Data supplied Start Marker

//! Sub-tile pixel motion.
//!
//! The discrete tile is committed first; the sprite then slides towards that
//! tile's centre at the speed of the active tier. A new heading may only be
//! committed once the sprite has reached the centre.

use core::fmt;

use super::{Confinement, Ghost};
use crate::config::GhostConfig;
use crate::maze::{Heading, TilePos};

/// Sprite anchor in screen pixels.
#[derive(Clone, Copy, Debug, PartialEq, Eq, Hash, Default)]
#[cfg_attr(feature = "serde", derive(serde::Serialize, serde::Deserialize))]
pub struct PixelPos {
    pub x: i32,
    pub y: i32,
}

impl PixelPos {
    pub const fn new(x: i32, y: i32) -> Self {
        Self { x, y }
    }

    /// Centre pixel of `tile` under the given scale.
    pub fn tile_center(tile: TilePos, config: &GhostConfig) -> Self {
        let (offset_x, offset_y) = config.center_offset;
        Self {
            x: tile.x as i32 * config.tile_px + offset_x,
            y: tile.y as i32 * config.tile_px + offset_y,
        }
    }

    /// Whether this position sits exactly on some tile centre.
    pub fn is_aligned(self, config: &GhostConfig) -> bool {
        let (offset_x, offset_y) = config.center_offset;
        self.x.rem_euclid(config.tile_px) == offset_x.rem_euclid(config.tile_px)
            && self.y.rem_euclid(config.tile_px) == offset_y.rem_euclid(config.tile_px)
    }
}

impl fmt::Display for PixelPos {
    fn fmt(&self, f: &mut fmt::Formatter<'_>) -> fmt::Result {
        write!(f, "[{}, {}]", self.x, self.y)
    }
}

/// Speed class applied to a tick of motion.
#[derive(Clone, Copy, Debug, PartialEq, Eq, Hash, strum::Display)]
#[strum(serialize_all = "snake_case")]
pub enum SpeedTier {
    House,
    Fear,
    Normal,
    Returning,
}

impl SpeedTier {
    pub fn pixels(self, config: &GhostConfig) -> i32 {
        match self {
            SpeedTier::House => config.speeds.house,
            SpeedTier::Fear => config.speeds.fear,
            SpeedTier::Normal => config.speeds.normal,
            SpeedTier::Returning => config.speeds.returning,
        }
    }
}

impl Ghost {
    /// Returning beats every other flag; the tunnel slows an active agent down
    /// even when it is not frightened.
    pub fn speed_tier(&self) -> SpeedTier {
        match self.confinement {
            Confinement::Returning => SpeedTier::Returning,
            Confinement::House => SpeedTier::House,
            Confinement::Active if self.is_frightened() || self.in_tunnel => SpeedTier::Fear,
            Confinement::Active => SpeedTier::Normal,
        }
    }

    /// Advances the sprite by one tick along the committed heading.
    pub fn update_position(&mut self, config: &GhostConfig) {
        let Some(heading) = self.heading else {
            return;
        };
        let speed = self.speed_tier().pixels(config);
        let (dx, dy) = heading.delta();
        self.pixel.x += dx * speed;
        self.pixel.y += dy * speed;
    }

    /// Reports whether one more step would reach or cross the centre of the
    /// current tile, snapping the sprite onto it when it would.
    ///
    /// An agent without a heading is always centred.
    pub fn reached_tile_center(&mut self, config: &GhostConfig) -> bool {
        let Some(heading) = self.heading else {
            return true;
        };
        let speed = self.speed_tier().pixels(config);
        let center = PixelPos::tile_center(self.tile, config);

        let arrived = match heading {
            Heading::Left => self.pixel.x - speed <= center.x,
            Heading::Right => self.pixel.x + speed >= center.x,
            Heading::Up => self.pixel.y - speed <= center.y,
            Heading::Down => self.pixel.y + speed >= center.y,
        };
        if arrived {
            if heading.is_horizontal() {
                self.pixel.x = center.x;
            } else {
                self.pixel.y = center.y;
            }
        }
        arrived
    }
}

Data supplied End Marker

Your task:
In full and without error, restate the data.

The completed task:
//! Sub-tile pixel motion.
//!
//! The discrete tile is committed first; the sprite then slides towards that
//! tile's centre at the speed of the active tier. A new heading may only be
//! committed once the sprite has reached the centre.

use core::fmt;

use super::{Confinement, Ghost};
use crate::config::GhostConfig;
use crate::maze::{Heading, TilePos};

/// Sprite anchor in screen pixels.
#[derive(Clone, Copy, Debug, PartialEq, Eq, Hash, Default)]
#[cfg_attr(feature = "serde", derive(serde::Serialize, serde::Deserialize))]
pub struct PixelPos {
    pub x: i32,
    pub y: i32,
}

impl PixelPos {
    pub const fn new(x: i32, y: i32) -> Self {
        Self { x, y }
    }

    /// Centre pixel of `tile` under the given scale.
    pub fn tile_center(tile: TilePos, config: &GhostConfig) -> Self {
        let (offset_x, offset_y) = config.center_offset;
        Self {
            x: tile.x as i32 * config.tile_px + offset_x,
            y: tile.y as i32 * config.tile_px + offset_y,
        }
    }

    /// Whether this position sits exactly on some tile centre.
    pub fn is_aligned(self, config: &GhostConfig) -> bool {
        let (offset_x, offset_y) = config.center_offset;
        self.x.rem_euclid(config.tile_px) == offset_x.rem_euclid(config.tile_px)
            && self.y.rem_euclid(config.tile_px) == offset_y.rem_euclid(config.tile_px)
    }
}

impl fmt::Display for PixelPos {
    fn fmt(&self, f: &mut fmt::Formatter<'_>) -> fmt::Result {
        write!(f, "[{}, {}]", self.x, self.y)
    }
}

/// Speed class applied to a tick of motion.
#[derive(Clone, Copy, Debug, PartialEq, Eq, Hash, strum::Display)]
#[strum(serialize_all = "snake_case")]
pub enum SpeedTier {
    House,
    Fear,
    Normal,
    Returning,
}

impl SpeedTier {
    pub fn pixels(self, config: &GhostConfig) -> i32 {
        match self {
            SpeedTier::House => config.speeds.house,
            SpeedTier::Fear => config.speeds.fear,
            SpeedTier::Normal => config.speeds.normal,
            SpeedTier::Returning => config.speeds.returning,
        }
    }
}

impl Ghost {
    /// Returning beats every other flag; the tunnel slows an active agent down
    /// even when it is not frightened.
    pub fn speed_tier(&self) -> SpeedTier {
        match self.confinement {
            Confinement::Returning => SpeedTier::Returning,
            Confinement::House => SpeedTier::House,
            Confinement::Active if self.is_frightened() || self.in_tunnel => SpeedTier::Fear,
            Confinement::Active => SpeedTier::Normal,
        }
    }

    /// Advances the sprite by one tick along the committed heading.
    pub fn update_position(&mut self, config: &GhostConfig) {
        let Some(heading) = self.heading else {
            return;
        };
        let speed = self.speed_tier().pixels(config);
        let (dx, dy) = heading.delta();
        self.pixel.x += dx * speed;
        self.pixel.y += dy * speed;
    }

    /// Reports whether one more step would reach or cross the centre of the
    /// current tile, snapping the sprite onto it when it would.
    ///
    /// An agent without a heading is always centred.
    pub fn reached_tile_center(&mut self, config: &GhostConfig) -> bool {
        let Some(heading) = self.heading else {
            return true;
        };
        let speed = self.speed_tier().pixels(config);
        let center = PixelPos::tile_center(self.tile, config);

        let arrived = match heading {
            Heading::Left => self.pixel.x - speed <= center.x,
            Heading::Right => self.pixel.x + speed >= center.x,
            Heading::Up => self.pixel.y - speed <= center.y,
            Heading::Down => self.pixel.y + speed >= center.y,
        };
        if arrived {
            if heading.is_horizontal() {
                self.pixel.x = center.x;
            } else {
                self.pixel.y = center.y;
            }
        }
        arrived
    }
}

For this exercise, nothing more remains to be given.